:: Data listing ::
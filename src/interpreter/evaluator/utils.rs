use crate::{
    error::AplError,
    interpreter::{
        evaluator::core::{Context, EvalResult},
        value::{
            array::{Array, Element},
            number::Number,
        },
    },
    util::num::{MAX_ARRAY_ITEMS, i64_to_usize_checked, item_count, usize_to_f64},
};

/// Resolves an optional axis specification to a zero-based axis.
///
/// # Parameters
/// - `axis`: The bracketed axis, counted from the index origin.
/// - `rank`: Rank of the array the axis applies to.
/// - `default`: Axis used when none is given.
///
/// # Errors
/// Returns a `DomainError` for a non-integral axis and an `IndexError` for an
/// axis outside `0..rank`.
pub fn resolve_axis(ctx: &Context<'_, '_>, axis: Option<&Array>, rank: usize, default: usize) -> EvalResult<usize> {
    let Some(axis) = axis else {
        return Ok(default);
    };
    let value = axis.scalar_number()?
                    .to_integer()
                    .ok_or_else(|| AplError::domain("Axis must be an integer."))?;
    let origin = i64::from(ctx.index_origin() == 1);
    usize::try_from(value - origin).ok()
                                   .filter(|axis| *axis < rank.max(1))
                                   .ok_or_else(|| AplError::index("Axis out of range."))
}

/// Splits a shape around `axis` into the number of cells before it, its
/// length, and the number of items after it.
///
/// # Example
/// ```
/// use aplite::interpreter::evaluator::utils::split_shape;
///
/// assert_eq!(split_shape(&[2, 3, 4], 1), (2, 3, 4));
/// assert_eq!(split_shape(&[5], 0), (1, 5, 1));
/// assert_eq!(split_shape(&[], 0), (1, 1, 1));
/// ```
#[must_use]
pub fn split_shape(shape: &[usize], axis: usize) -> (usize, usize, usize) {
    if shape.is_empty() {
        return (1, 1, 1);
    }
    let outer = shape[..axis].iter().product();
    let inner = shape[axis + 1..].iter().product();
    (outer, shape[axis], inner)
}

/// Returns the row-major strides of `shape`.
#[must_use]
pub fn strides(shape: &[usize]) -> Vec<usize> {
    let mut strides = vec![1; shape.len()];
    for i in (0..shape.len().saturating_sub(1)).rev() {
        strides[i] = strides[i + 1] * shape[i + 1];
    }
    strides
}

/// Converts an origin-based index to a zero-based position below `len`.
///
/// # Errors
/// Returns a `DomainError` for a non-integer and an `IndexError` for an index
/// outside the axis.
pub fn position(number: Number, origin: usize, len: usize) -> EvalResult<usize> {
    let index = number.to_integer()
                      .ok_or_else(|| AplError::domain("Index must be an integer."))?;
    let origin = i64::from(origin == 1);
    usize::try_from(index - origin).ok()
                                   .filter(|position| *position < len)
                                   .ok_or_else(|| AplError::index("Index out of range."))
}

/// Returns a simple item as a non-negative count.
///
/// # Errors
/// Returns a `DomainError` for anything but a non-negative integer.
pub fn count(element: &Element) -> EvalResult<usize> {
    let value = element.as_number()
                       .and_then(Number::to_integer)
                       .ok_or_else(|| AplError::domain("Expected a non-negative integer."))?;
    i64_to_usize_checked(value, AplError::domain("Expected a non-negative integer."))
}

/// Returns every item of an array as a non-negative count.
///
/// # Errors
/// As [`count`].
pub fn counts(array: &Array) -> EvalResult<Vec<usize>> {
    array.ravel().iter().map(count).collect()
}

/// Returns the number `n` as an element.
#[must_use]
pub fn number_element(n: usize) -> Element {
    Element::Number(Number::from_real(usize_to_f64(n)))
}

/// Returns the boolean a simple item stands for, if any.
#[must_use]
pub fn as_boolean(element: &Element) -> Option<bool> {
    element.as_number().and_then(Number::to_boolean)
}

/// Returns the origin-based index vector `⍳n` as elements.
///
/// # Errors
/// Returns a `LimitError` if `n` exceeds the items an array may hold.
pub fn iota(n: usize, origin: usize) -> EvalResult<Vec<Element>> {
    if n > MAX_ARRAY_ITEMS {
        return Err(AplError::limit("Array is too large."));
    }
    Ok((origin..n + origin).map(number_element).collect())
}

/// Steps a row-major multi-index to the next position within `shape`.
pub fn advance(index: &mut [usize], shape: &[usize]) {
    for axis in (0..shape.len()).rev() {
        index[axis] += 1;
        if index[axis] < shape[axis] {
            return;
        }
        index[axis] = 0;
    }
}

/// Builds an array of shape `shape` by mapping each position, axis by axis,
/// to a position of `source`, which must have the same rank.
///
/// A position mapped to `None` on any axis takes the fill item of `source`.
pub fn gather(source: &Array, shape: Vec<usize>, map: impl Fn(usize, usize) -> Option<usize>) -> EvalResult<Array> {
    let fill = source.prototype();
    let source_strides = strides(source.shape());
    let total = item_count(&shape)?;
    let mut index = vec![0; shape.len()];
    let mut ravel = Vec::with_capacity(total);
    for _ in 0..total {
        let offset = index.iter()
                          .enumerate()
                          .try_fold(0, |offset, (axis, &i)| map(axis, i).map(|s| offset + s * source_strides[axis]));
        ravel.push(offset.map_or_else(|| fill.clone(), |offset| source.ravel()[offset].clone()));
        advance(&mut index, &shape);
    }
    Array::new(shape, ravel)
}
use crate::{
    error::AplError,
    interpreter::{
        evaluator::core::EvalResult,
        value::number::{Number, ZERO},
    },
    util::num::item_count,
};

/// A single item of an array's ravel.
///
/// Nested arrays are owned by the slot that holds them, so a value is always
/// a tree and never contains itself.
#[derive(Debug, Clone, PartialEq)]
pub enum Element {
    /// A character.
    Char(char),
    /// A complex number.
    Number(Number),
    /// An enclosed array.
    Array(Box<Array>),
}

impl Element {
    /// Returns the fill item matching this element's structure.
    ///
    /// # Example
    /// ```
    /// use aplite::interpreter::value::{array::Element, number::ZERO};
    ///
    /// assert_eq!(Element::Char('x').prototype(), Element::Char(' '));
    /// assert_eq!(Element::Number(7.0.into()).prototype(), Element::Number(ZERO));
    /// ```
    #[must_use]
    pub fn prototype(&self) -> Self {
        match self {
            Self::Char(_) => Self::Char(' '),
            Self::Number(_) => Self::Number(ZERO),
            Self::Array(inner) => {
                let ravel = inner.ravel.iter().map(Self::prototype).collect();
                Self::Array(Box::new(Array { shape: inner.shape.clone(),
                                             ravel }))
            },
        }
    }

    /// Returns the number held by the element, if any.
    #[must_use]
    pub const fn as_number(&self) -> Option<Number> {
        match self {
            Self::Number(number) => Some(*number),
            _ => None,
        }
    }

    /// Returns the depth of the element: `0` for simple items.
    #[must_use]
    pub fn depth(&self) -> usize {
        match self {
            Self::Array(inner) => inner.depth(),
            _ => 0,
        }
    }

    /// Converts the element into an array, disclosing enclosed arrays and
    /// wrapping simple items as scalars.
    #[must_use]
    pub fn into_array(self) -> Array {
        match self {
            Self::Array(inner) => *inner,
            simple => Array::scalar(simple),
        }
    }

    /// Returns `true` if the element is an enclosed array.
    #[must_use]
    pub const fn is_nested(&self) -> bool {
        matches!(self, Self::Array(_))
    }
}

impl From<Number> for Element {
    fn from(value: Number) -> Self {
        Self::Number(value)
    }
}

impl From<char> for Element {
    fn from(value: char) -> Self {
        Self::Char(value)
    }
}

impl From<Array> for Element {
    /// Wraps an array as an element, enclosing it unless it is a simple
    /// scalar.
    fn from(value: Array) -> Self {
        if value.is_simple_scalar() {
            return value.ravel.into_iter().next().unwrap_or(Self::Number(ZERO));
        }
        Self::Array(Box::new(value))
    }
}

/// The universal value: a shape and a row-major ravel.
///
/// The length of the ravel always equals the product of the shape, which is
/// `1` for a scalar.
#[derive(Debug, Clone, PartialEq)]
pub struct Array {
    shape: Vec<usize>,
    ravel: Vec<Element>,
}

impl Array {
    /// Creates an array, validating that the ravel fits the shape.
    ///
    /// # Errors
    /// Returns a `LimitError` if `shape` is too large and an `InternalError`
    /// if `ravel.len()` differs from the product of `shape`.
    ///
    /// # Example
    /// ```
    /// use aplite::interpreter::value::array::{Array, Element};
    ///
    /// let ravel = (1..=6).map(|n| Element::Number(f64::from(n).into())).collect();
    /// let matrix = Array::new(vec![2, 3], ravel).unwrap();
    /// assert_eq!(matrix.rank(), 2);
    ///
    /// assert!(Array::new(vec![2, 2], vec![Element::Char('a')]).is_err());
    /// ```
    pub fn new(shape: Vec<usize>, ravel: Vec<Element>) -> EvalResult<Self> {
        let expected = item_count(&shape)?;
        if expected != ravel.len() {
            return Err(AplError::internal(format!("Array of shape {shape:?} cannot hold {} items.",
                                                  ravel.len())));
        }
        Ok(Self { shape, ravel })
    }

    /// Creates a rank-0 array holding `element`.
    #[must_use]
    pub fn scalar(element: Element) -> Self {
        Self { shape: Vec::new(),
               ravel: vec![element], }
    }

    /// Creates a vector from its items.
    #[must_use]
    pub fn vector(ravel: Vec<Element>) -> Self {
        Self { shape: vec![ravel.len()],
               ravel }
    }

    /// Creates a numeric scalar.
    #[must_use]
    pub fn number(number: impl Into<Number>) -> Self {
        Self::scalar(Element::Number(number.into()))
    }

    /// Creates a numeric vector.
    #[must_use]
    pub fn numbers<N: Into<Number>>(numbers: impl IntoIterator<Item = N>) -> Self {
        Self::vector(numbers.into_iter().map(|n| Element::Number(n.into())).collect())
    }

    /// Creates a character vector from text.
    ///
    /// # Example
    /// ```
    /// use aplite::interpreter::value::array::Array;
    ///
    /// let text = Array::chars("AB");
    /// assert_eq!(text.shape(), &[2]);
    /// assert_eq!(text.to_text().unwrap(), "AB");
    /// ```
    #[must_use]
    pub fn chars(text: &str) -> Self {
        Self::vector(text.chars().map(Element::Char).collect())
    }

    /// The empty numeric vector.
    #[must_use]
    pub fn zilde() -> Self {
        Self { shape: vec![0],
               ravel: Vec::new(), }
    }

    /// Returns the shape.
    #[must_use]
    pub fn shape(&self) -> &[usize] {
        &self.shape
    }

    /// Returns the ravel.
    #[must_use]
    pub fn ravel(&self) -> &[Element] {
        &self.ravel
    }

    /// Consumes the array, returning its ravel.
    #[must_use]
    pub fn into_ravel(self) -> Vec<Element> {
        self.ravel
    }

    /// Consumes the array, returning its shape and ravel.
    #[must_use]
    pub fn into_parts(self) -> (Vec<usize>, Vec<Element>) {
        (self.shape, self.ravel)
    }

    /// Returns the number of axes.
    #[must_use]
    pub fn rank(&self) -> usize {
        self.shape.len()
    }

    /// Returns the number of items in the ravel.
    #[must_use]
    pub fn len(&self) -> usize {
        self.ravel.len()
    }

    /// Returns `true` if the ravel is empty.
    #[must_use]
    pub fn is_empty(&self) -> bool {
        self.ravel.is_empty()
    }

    /// Returns `true` for rank-0 arrays.
    #[must_use]
    pub fn is_scalar(&self) -> bool {
        self.shape.is_empty()
    }

    /// Returns `true` for rank-0 arrays whose item is not itself an array.
    #[must_use]
    pub fn is_simple_scalar(&self) -> bool {
        self.is_scalar() && !self.ravel[0].is_nested()
    }

    /// Returns `true` if no item is an enclosed array.
    #[must_use]
    pub fn is_simple(&self) -> bool {
        !self.ravel.iter().any(Element::is_nested)
    }

    /// Returns the nesting depth: `0` for simple scalars, `1` for simple
    /// non-scalar arrays, and one more than the deepest item otherwise.
    ///
    /// # Example
    /// ```
    /// use aplite::interpreter::value::array::{Array, Element};
    ///
    /// assert_eq!(Array::number(3.0).depth(), 0);
    /// assert_eq!(Array::chars("abc").depth(), 1);
    /// let nested = Array::vector(vec![Element::from(Array::chars("ab")), Element::Char('c')]);
    /// assert_eq!(nested.depth(), 2);
    /// ```
    #[must_use]
    pub fn depth(&self) -> usize {
        let deepest = self.ravel.iter().map(Element::depth).max().unwrap_or(0);
        if self.is_simple_scalar() { 0 } else { deepest + 1 }
    }

    /// Returns the fill item of the array.
    #[must_use]
    pub fn prototype(&self) -> Element {
        self.ravel.first().map_or(Element::Number(ZERO), Element::prototype)
    }

    /// Returns the first item, or the prototype when the array is empty.
    #[must_use]
    pub fn first(&self) -> Element {
        self.ravel.first().cloned().unwrap_or_else(|| self.prototype())
    }

    /// Encloses the array. Simple scalars are left unchanged.
    #[must_use]
    pub fn enclose(self) -> Self {
        if self.is_simple_scalar() {
            return self;
        }
        Self::scalar(Element::Array(Box::new(self)))
    }

    /// Returns the same ravel under a new shape.
    ///
    /// # Errors
    /// Returns an `InternalError` if the shape does not fit the ravel.
    pub fn reshaped(self, shape: Vec<usize>) -> EvalResult<Self> {
        Self::new(shape, self.ravel)
    }

    /// Returns the sole number of a one-item array.
    ///
    /// # Errors
    /// Returns a `LengthError` if the array has more than one item and a
    /// `DomainError` if the item is not a number.
    pub fn scalar_number(&self) -> EvalResult<Number> {
        if self.ravel.len() != 1 {
            return Err(AplError::length("Expected a single number."));
        }
        self.ravel[0].as_number()
                     .ok_or_else(|| AplError::domain("Expected a number."))
    }

    /// Returns the sole near-integer of a one-item array.
    ///
    /// # Errors
    /// As [`Array::scalar_number`], plus a `DomainError` for non-integers.
    pub fn scalar_integer(&self) -> EvalResult<i64> {
        self.scalar_number()?
            .to_integer()
            .ok_or_else(|| AplError::domain("Expected an integer."))
    }

    /// Returns every item as a number.
    ///
    /// # Errors
    /// Returns a `DomainError` if any item is not a number.
    pub fn to_numbers(&self) -> EvalResult<Vec<Number>> {
        self.ravel
            .iter()
            .map(|element| element.as_number().ok_or_else(|| AplError::domain("Expected numbers.")))
            .collect()
    }

    /// Returns every item as a near-integer.
    ///
    /// # Errors
    /// Returns a `DomainError` if any item is not a near-integer.
    pub fn to_integers(&self) -> EvalResult<Vec<i64>> {
        self.to_numbers()?
            .into_iter()
            .map(|number| number.to_integer().ok_or_else(|| AplError::domain("Expected integers.")))
            .collect()
    }

    /// Returns the text of a simple character scalar or vector.
    #[must_use]
    pub fn to_text(&self) -> Option<String> {
        if self.rank() > 1 {
            return None;
        }
        self.ravel
            .iter()
            .map(|element| match element {
                Element::Char(c) => Some(*c),
                _ => None,
            })
            .collect()
    }
}
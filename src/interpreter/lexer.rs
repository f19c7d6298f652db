use tracing::trace;

use crate::{
    error::AplError,
    interpreter::{
        lexer::glyphs::{
            BLANKS, DIRECT_IDENTIFIERS, DOT, EXPONENT, IMAGINARY, LAMP, OVERBAR, QUAD, QUOTE, QUOTE_QUAD,
            STATEMENT_SEPARATORS, is_ideogram, is_letter, is_name_char,
        },
        token::{Content, Token, TokenClass},
    },
};

/// The character set of the language.
///
/// Names the glyphs with a lexical role of their own (overbar, quote, lamp,
/// quad, ...) and lists the ideograms, primitive functions and operators the
/// later stages classify.
pub mod glyphs;
/// Conversion of numeric literal text.
///
/// A `logos` lexer that splits the accumulated text of a numeric literal into
/// complex numbers.
pub mod numeric;

/// Result type of the tokenizer's grammar rules.
///
/// `Ok(true)` means the rule matched and consumed input, `Ok(false)` means it
/// did not match and left the lexer exactly as it found it, and `Err` aborts
/// the line.
pub type LexResult<T> = Result<T, AplError>;

/// Tokenizes one line of source text.
///
/// # Errors
/// Returns a `SyntaxError` carrying the offset of the failure when a
/// character cannot start any token, a character literal is unterminated, or
/// an exponent or imaginary marker is not followed by a number.
///
/// # Example
/// ```
/// use aplite::interpreter::{lexer::tokenize, token::TokenClass};
///
/// let tokens = tokenize("x←1 2 3+4 ⍝ sum").unwrap();
/// let classes: Vec<_> = tokens.iter().map(|t| t.class).collect();
/// assert_eq!(classes,
///            vec![TokenClass::SimpleIdentifier,
///                 TokenClass::Primitive,
///                 TokenClass::NumericLiteral,
///                 TokenClass::Primitive,
///                 TokenClass::NumericLiteral]);
/// ```
pub fn tokenize(line: &str) -> LexResult<Vec<Token>> {
    let chars: Vec<char> = line.chars().collect();
    let mut lexer = Lexer::new(&chars);
    lexer.line()?;
    Ok(lexer.finish())
}

/// A restartable cursor over the characters of a line.
///
/// Rules accumulate the characters they consume into `content`; a failing
/// rule hands back exactly what it took through [`Lexer::backtrack`], so the
/// cursor and the buffer after a failed attempt are identical to before it.
#[derive(Debug)]
pub struct Lexer<'a> {
    input:   &'a [char],
    head:    usize,
    content: Vec<char>,
    start:   usize,
    output:  Vec<Token>,
}

impl<'a> Lexer<'a> {
    /// Creates a lexer positioned at the start of `input`.
    #[must_use]
    pub const fn new(input: &'a [char]) -> Self {
        Self { input,
               head: 0,
               content: Vec::new(),
               start: 0,
               output: Vec::new() }
    }

    /// Moves the cursor to `position`, dropping any accumulated content.
    pub fn restart_at(&mut self, position: usize) {
        self.head = position.min(self.input.len());
        self.start = self.head;
        self.content.clear();
    }

    /// Returns the cursor position.
    #[must_use]
    pub const fn head(&self) -> usize {
        self.head
    }

    /// Returns the characters accumulated for the token being recognized.
    #[must_use]
    pub fn content(&self) -> &[char] {
        &self.content
    }

    /// Consumes the lexer, returning the recognized tokens.
    #[must_use]
    pub fn finish(self) -> Vec<Token> {
        self.output
    }

    fn peek(&self) -> Option<char> {
        self.input.get(self.head).copied()
    }

    fn accept(&mut self, predicate: impl Fn(char) -> bool) -> bool {
        match self.peek() {
            Some(c) if predicate(c) => {
                self.content.push(c);
                self.head += 1;
                true
            },
            _ => false,
        }
    }

    fn accept_char(&mut self, expected: char) -> bool {
        self.accept(|c| c == expected)
    }

    fn accept_digits(&mut self) -> usize {
        let mut count = 0;
        while self.accept(|c| c.is_ascii_digit()) {
            count += 1;
        }
        count
    }

    /// Rewinds the cursor and the accumulated content by `amount` characters.
    pub fn backtrack(&mut self, amount: usize) {
        self.head -= amount;
        self.content.truncate(self.content.len() - amount);
    }

    fn emit(&mut self, class: TokenClass) {
        let content = if self.content.len() == 1 {
            Content::Char(self.content[0])
        } else {
            Content::Chars(std::mem::take(&mut self.content))
        };
        trace!(?class, offset = self.start, "emit token");
        self.output.push(Token::new(class, Some(content), self.start));
        self.discard();
    }

    fn discard(&mut self) {
        self.content.clear();
        self.start = self.head;
    }

    /// Recognizes every token of the line.
    ///
    /// # Errors
    /// See [`tokenize`].
    pub fn line(&mut self) -> LexResult<()> {
        while self.head < self.input.len() {
            if self.blank() || self.comment() {
                self.discard();
            } else if self.character_literal()? {
                self.emit(TokenClass::CharacterLiteral);
            } else if self.numeric_literal()? {
                self.emit(TokenClass::NumericLiteral);
            } else if let Some(class) = self.identifier() {
                self.emit(class);
            } else if self.statement_separator() {
                self.emit(TokenClass::StatementSeparator);
            } else if self.primitive() {
                self.emit(TokenClass::Primitive);
            } else {
                let found = self.peek().unwrap_or(' ');
                return Err(AplError::syntax(format!("Unrecognised character '{found}'.")).at(self.head));
            }
        }
        Ok(())
    }

    /// `blank ::= ' ' | tab`
    pub fn blank(&mut self) -> bool {
        self.accept(|c| BLANKS.contains(&c))
    }

    /// `comment ::= '⍝' any*` up to the end of the line or statement.
    pub fn comment(&mut self) -> bool {
        if !self.accept_char(LAMP) {
            return false;
        }
        while self.accept(|c| c != '\n') {}
        true
    }

    /// `statement-separator ::= '⋄' | '◊' | newline`
    pub fn statement_separator(&mut self) -> bool {
        self.accept(|c| STATEMENT_SEPARATORS.contains(&c))
    }

    /// `primitive ::= ideogram`
    pub fn primitive(&mut self) -> bool {
        self.accept(is_ideogram)
    }

    /// Recognizes a name and returns its lexical class.
    ///
    /// ```text
    /// distinguished-identifier ::= '⎕' letter* | '⍞'
    /// simple-identifier        ::= letter name-char* | '⍺' | '⍵'
    /// ```
    pub fn identifier(&mut self) -> Option<TokenClass> {
        if self.accept_char(QUAD) {
            while self.accept(is_letter) {}
            return Some(TokenClass::DistinguishedIdentifier);
        }
        if self.accept_char(QUOTE_QUAD) {
            return Some(TokenClass::DistinguishedIdentifier);
        }
        if self.accept(|c| DIRECT_IDENTIFIERS.contains(&c)) {
            return Some(TokenClass::SimpleIdentifier);
        }
        if self.accept(is_letter) {
            while self.accept(is_name_char) {}
            return Some(TokenClass::SimpleIdentifier);
        }
        None
    }

    /// `character-literal ::= quote (non-quote | quote quote)* quote`
    ///
    /// # Errors
    /// Returns a `SyntaxError` at the opening quote when the literal is not
    /// closed before the end of the line.
    pub fn character_literal(&mut self) -> LexResult<bool> {
        let opening = self.head;
        if !self.accept_char(QUOTE) {
            return Ok(false);
        }
        loop {
            match self.peek() {
                None | Some('\n') => {
                    return Err(AplError::syntax("Unterminated character literal.").at(opening));
                },
                Some(QUOTE) => {
                    self.accept_char(QUOTE);
                    if !self.accept_char(QUOTE) {
                        return Ok(true);
                    }
                },
                Some(_) => {
                    self.accept(|_| true);
                },
            }
        }
    }

    /// `numeric-literal ::= numeric-scalar (blank+ numeric-scalar)*`
    ///
    /// A trailing run of blanks that is not followed by another number is
    /// handed back, so `1 2 +3` yields the literal `1 2`.
    ///
    /// # Errors
    /// See [`Lexer::numeric_scalar`].
    pub fn numeric_literal(&mut self) -> LexResult<bool> {
        if !self.numeric_scalar()? {
            return Ok(false);
        }
        loop {
            let mark = self.head;
            while self.blank() {}
            if self.head == mark {
                break;
            }
            if !self.numeric_scalar()? {
                self.backtrack(self.head - mark);
                break;
            }
        }
        Ok(true)
    }

    /// `numeric-scalar ::= real-scalar ('J' real-scalar)?`
    ///
    /// # Errors
    /// Returns a `SyntaxError` when the imaginary marker is not followed by a
    /// real number.
    pub fn numeric_scalar(&mut self) -> LexResult<bool> {
        if !self.real_scalar()? {
            return Ok(false);
        }
        if self.accept_char(IMAGINARY) && !self.real_scalar()? {
            return Err(AplError::syntax("Imaginary marker must be followed by a number.").at(self.head));
        }
        Ok(true)
    }

    /// `real-scalar ::= '¯'? (digit+ ('.' digit*)? | '.' digit+) exponent?`
    ///
    /// # Errors
    /// Returns a `SyntaxError` when the exponent marker is not followed by
    /// digits.
    pub fn real_scalar(&mut self) -> LexResult<bool> {
        let mark = self.head;
        self.accept_char(OVERBAR);
        let mut digits = self.accept_digits();
        if self.accept_char(DOT) {
            digits += self.accept_digits();
        }
        if digits == 0 {
            self.backtrack(self.head - mark);
            return Ok(false);
        }
        if self.accept_char(EXPONENT) {
            self.accept_char(OVERBAR);
            if self.accept_digits() == 0 {
                return Err(AplError::syntax("Exponent marker must be followed by digits.").at(self.head));
            }
        }
        Ok(true)
    }
}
:::
The word "filter" appears in some of the lines above. Copy those lines.

                                   .filter(|axis| *axis < rank.max(1))
                                   .filter(|position| *position < len)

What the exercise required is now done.